In a new report published by Grayscale entitled “Quantitative Tightening of Bitcoin against Quantitative easing of central banks, the digital currency management firm suggests that the current macroeconomic environment may trigger a deflationary spiral.
As global debt reaches $ 255 trillion, led by the US and China, systemic cracks remain a major concern, especially after the colossal figure was accumulated by the end of last year. That’s long before COVID-19 took nearly a quarter of a million lives, shook markets, shuttered entire industries, and millions of employees lost their jobs.
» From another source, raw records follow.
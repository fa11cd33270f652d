use std::any::Any;
use std::panic::{self, AssertUnwindSafe};
use std::sync::{Arc, Mutex};
use std::thread::{self, JoinHandle};

use crossbeam_channel::{unbounded, Receiver, Sender};
use log::{debug, error, info};
use tracing::Span;

use crate::catalog::Job;
use crate::error::WorkerError;
use crate::pipeline::progress::{ProgressEvent, ProgressReporter};
use crate::pipeline::state::Stage;
use crate::pipeline::Pipeline;
use crate::worker::job::JobOutcome;

/// Fixed set of threads draining a queue of catalog positions.
///
/// The queue is filled with every position before the workers start and its
/// sender is dropped, so each position is handed out exactly once and workers
/// exit when it runs dry.
pub struct WorkerPool {
    result_receiver: Receiver<JobOutcome>,
    workers: Vec<JoinHandle<()>>,
}

impl WorkerPool {
    pub fn spawn(
        jobs: Arc<[Job]>,
        pipeline: Arc<Pipeline>,
        progress: Arc<dyn ProgressReporter>,
        worker_count: usize,
        run_span: Span,
    ) -> Result<Self, WorkerError> {
        let worker_count = worker_count.max(1);
        let (job_sender, job_receiver) = unbounded::<usize>();
        let (result_sender, result_receiver) = unbounded::<JobOutcome>();

        for position in 0..jobs.len() {
            job_sender
                .send(position)
                .map_err(|e| WorkerError::SpawnFailed(e.to_string()))?;
        }
        drop(job_sender);

        let mut workers = Vec::with_capacity(worker_count);
        let mut last_error = None;

        for worker_id in 0..worker_count {
            let job_rx = job_receiver.clone();
            let result_tx = result_sender.clone();
            let worker_jobs = Arc::clone(&jobs);
            let worker_pipeline = Arc::clone(&pipeline);
            let worker_progress = Arc::clone(&progress);
            let span = run_span.clone();

            let spawned = thread::Builder::new()
                .name(format!("vid2pdf-worker-{}", worker_id))
                .spawn(move || {
                    let _run = span.entered();
                    run_worker(
                        worker_id,
                        worker_jobs,
                        job_rx,
                        result_tx,
                        worker_pipeline,
                        worker_progress,
                    );
                });

            match spawned {
                Ok(handle) => workers.push(handle),
                Err(e) => {
                    error!("Failed to spawn worker {}: {}", worker_id, e);
                    last_error = Some(e.to_string());
                }
            }
        }

        if workers.is_empty() {
            return Err(WorkerError::SpawnFailed(
                last_error.unwrap_or_else(|| "no workers started".to_string()),
            ));
        }

        info!("Started {} workers", workers.len());

        Ok(Self {
            result_receiver,
            workers,
        })
    }

    pub fn worker_count(&self) -> usize {
        self.workers.len()
    }

    /// Blocks for the next outcome. `None` once every worker has exited.
    pub fn recv_result(&self) -> Option<JobOutcome> {
        self.result_receiver.recv().ok()
    }

    pub fn wait(self) {
        for (i, worker) in self.workers.into_iter().enumerate() {
            if let Err(e) = worker.join() {
                error!("Worker {} panicked: {:?}", i, e);
            } else {
                debug!("Worker {} finished", i);
            }
        }

        info!("All workers have stopped");
    }
}

fn run_worker(
    worker_id: usize,
    jobs: Arc<[Job]>,
    job_receiver: Receiver<usize>,
    result_sender: Sender<JobOutcome>,
    pipeline: Arc<Pipeline>,
    progress: Arc<dyn ProgressReporter>,
) {
    debug!("Worker {} started", worker_id);

    loop {
        match job_receiver.recv() {
            Ok(position) => {
                let Some(job) = jobs.get(position) else {
                    error!("Worker {} got unknown position {}", worker_id, position);
                    continue;
                };
                debug!("Worker {} processing {}", worker_id, job.file_name);

                let tracker = StageTracker::new(progress.as_ref());
                let outcome =
                    match panic::catch_unwind(AssertUnwindSafe(|| pipeline.run(job, &tracker))) {
                        Ok(outcome) => outcome,
                        Err(payload) => pipeline.recover_from_panic(
                            job,
                            tracker.current_stage(),
                            &panic_message(payload.as_ref()),
                        ),
                    };

                if let Err(e) = result_sender.send(outcome) {
                    error!("Worker {} failed to send result: {}", worker_id, e);
                    break;
                }
            }
            Err(crossbeam_channel::RecvError) => {
                debug!("Worker {} job queue drained", worker_id);
                break;
            }
        }
    }

    debug!("Worker {} stopped", worker_id);
}

/// Forwards events and remembers which stage the job is in, so a panic can be
/// attributed to it.
struct StageTracker<'a> {
    inner: &'a dyn ProgressReporter,
    current: Mutex<Stage>,
}

impl<'a> StageTracker<'a> {
    fn new(inner: &'a dyn ProgressReporter) -> Self {
        Self {
            inner,
            current: Mutex::new(Stage::Extract),
        }
    }

    fn current_stage(&self) -> Stage {
        self.current
            .lock()
            .map(|s| *s)
            .unwrap_or_else(|poisoned| *poisoned.into_inner())
    }
}

impl ProgressReporter for StageTracker<'_> {
    fn report(&self, job: &Job, event: ProgressEvent) {
        if let ProgressEvent::Transition { to, .. } = &event {
            if !to.is_terminal() {
                if let Ok(mut current) = self.current.lock() {
                    *current = to.stage();
                }
            }
        }
        self.inner.report(job, event);
    }
}

fn panic_message(payload: &(dyn Any + Send)) -> String {
    if let Some(message) = payload.downcast_ref::<&str>() {
        message.to_string()
    } else if let Some(message) = payload.downcast_ref::<String>() {
        message.clone()
    } else {
        "unknown panic".to_string()
    }
}

#[cfg(test)]
mod tests {
    use super::*;
    use crate::catalog::OutputLayout;
    use crate::error::StageError;
    use crate::pipeline::progress::NoopProgress;
    use crate::stages::{FrameExtractor, FrameSet, PageAssembler};
    use std::collections::HashMap;
    use std::path::{Path, PathBuf};
    use tempfile::TempDir;

    struct FailingExtractor;

    impl FrameExtractor for FailingExtractor {
        fn extract(&self, _job: &Job) -> Result<FrameSet, StageError> {
            Err(StageError::ExtractionFailed {
                exit_code: Some(1),
                stderr_tail: "no".to_string(),
            })
        }
    }

    struct PanickingExtractor;

    impl FrameExtractor for PanickingExtractor {
        fn extract(&self, job: &Job) -> Result<FrameSet, StageError> {
            if job.position == 1 {
                panic!("decoder blew up");
            }
            Err(StageError::ExtractionFailed {
                exit_code: Some(1),
                stderr_tail: "no".to_string(),
            })
        }
    }

    struct UnusedAssembler;

    impl PageAssembler for UnusedAssembler {
        fn assemble(&self, _job: &Job, _frames: &FrameSet) -> Result<PathBuf, StageError> {
            unreachable!("extraction always fails in these tests")
        }
    }

    fn jobs(root: &Path, n: usize) -> Arc<[Job]> {
        let layout = OutputLayout::new(root.join("out"));
        (0..n)
            .map(|i| {
                let stem = format!("{:03}", i + 1);
                Job::new(i, root.join(format!("{}.mp4", stem)), stem, &layout)
            })
            .collect::<Vec<_>>()
            .into()
    }

    fn drain(pool: WorkerPool) -> Vec<JobOutcome> {
        let mut outcomes = Vec::new();
        while let Some(outcome) = pool.recv_result() {
            outcomes.push(outcome);
        }
        pool.wait();
        outcomes
    }

    #[test]
    fn test_every_job_runs_exactly_once() {
        let temp_dir = TempDir::new().unwrap();
        let jobs = jobs(temp_dir.path(), 10);
        let pipeline = Arc::new(Pipeline::new(
            Arc::new(FailingExtractor),
            Arc::new(UnusedAssembler),
            true,
        ));

        let pool = WorkerPool::spawn(jobs, pipeline, Arc::new(NoopProgress), 3, Span::none())
            .unwrap();
        assert_eq!(pool.worker_count(), 3);

        let outcomes = drain(pool);
        let mut counts: HashMap<usize, usize> = HashMap::new();
        for outcome in &outcomes {
            *counts.entry(outcome.position).or_insert(0) += 1;
        }
        assert_eq!(outcomes.len(), 10);
        assert!(counts.values().all(|&c| c == 1));
    }

    #[test]
    fn test_panic_becomes_failed_outcome() {
        let temp_dir = TempDir::new().unwrap();
        let jobs = jobs(temp_dir.path(), 3);
        let pipeline = Arc::new(Pipeline::new(
            Arc::new(PanickingExtractor),
            Arc::new(UnusedAssembler),
            true,
        ));

        let pool = WorkerPool::spawn(jobs, pipeline, Arc::new(NoopProgress), 1, Span::none())
            .unwrap();
        let outcomes = drain(pool);

        // The single worker survived the panic and ran the remaining jobs.
        assert_eq!(outcomes.len(), 3);
        let panicked = outcomes.iter().find(|o| o.position == 1).unwrap();
        let (stage, cause) = panicked.failure().unwrap();
        assert_eq!(stage, Stage::Extract);
        assert!(cause.contains("decoder blew up"));
    }

    #[test]
    fn test_empty_queue_workers_exit() {
        let temp_dir = TempDir::new().unwrap();
        let jobs = jobs(temp_dir.path(), 0);
        let pipeline = Arc::new(Pipeline::new(
            Arc::new(FailingExtractor),
            Arc::new(UnusedAssembler),
            true,
        ));

        let pool = WorkerPool::spawn(jobs, pipeline, Arc::new(NoopProgress), 2, Span::none())
            .unwrap();
        assert!(drain(pool).is_empty());
    }

    #[test]
    fn test_panic_message_variants() {
        let text: Box<dyn Any + Send> = Box::new("static");
        assert_eq!(panic_message(text.as_ref()), "static");
        let owned: Box<dyn Any + Send> = Box::new(String::from("owned"));
        assert_eq!(panic_message(owned.as_ref()), "owned");
        let other: Box<dyn Any + Send> = Box::new(42u8);
        assert_eq!(panic_message(other.as_ref()), "unknown panic");
    }
}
Against the backdrop of money printing, stimulus packages and the Federal Reserve’s determination to continue to use its powers, while the coronavirus pandemic is no longer a threat, investors must weigh the sustainability of traditional assets.
Grayscale analysts highlight four key tools investors can use to stabilize their portfolios, citing problems with three of them because of their links to an overly stressed global financial system.
Four key tools
Fiat currencies – compromised by quantitative easing. Investors may continue to strive for a strong US dollar, a global reserve currency that carries the risk of destabilizing global assets.
-State bonds – compromised by quantitative easing, high interest rates, negative returns and declining purchasing power
-Zlato – move against the trend of digitization and thwart technological progress that supports portability and accessibility on request
– Bitcoin– denominated search for difference from debt, and remains outside the reach and influence of central banks
Analysts note that Bitcoin’s shortage makes it an attractive investment diversification tool with reduced correlation with other assets.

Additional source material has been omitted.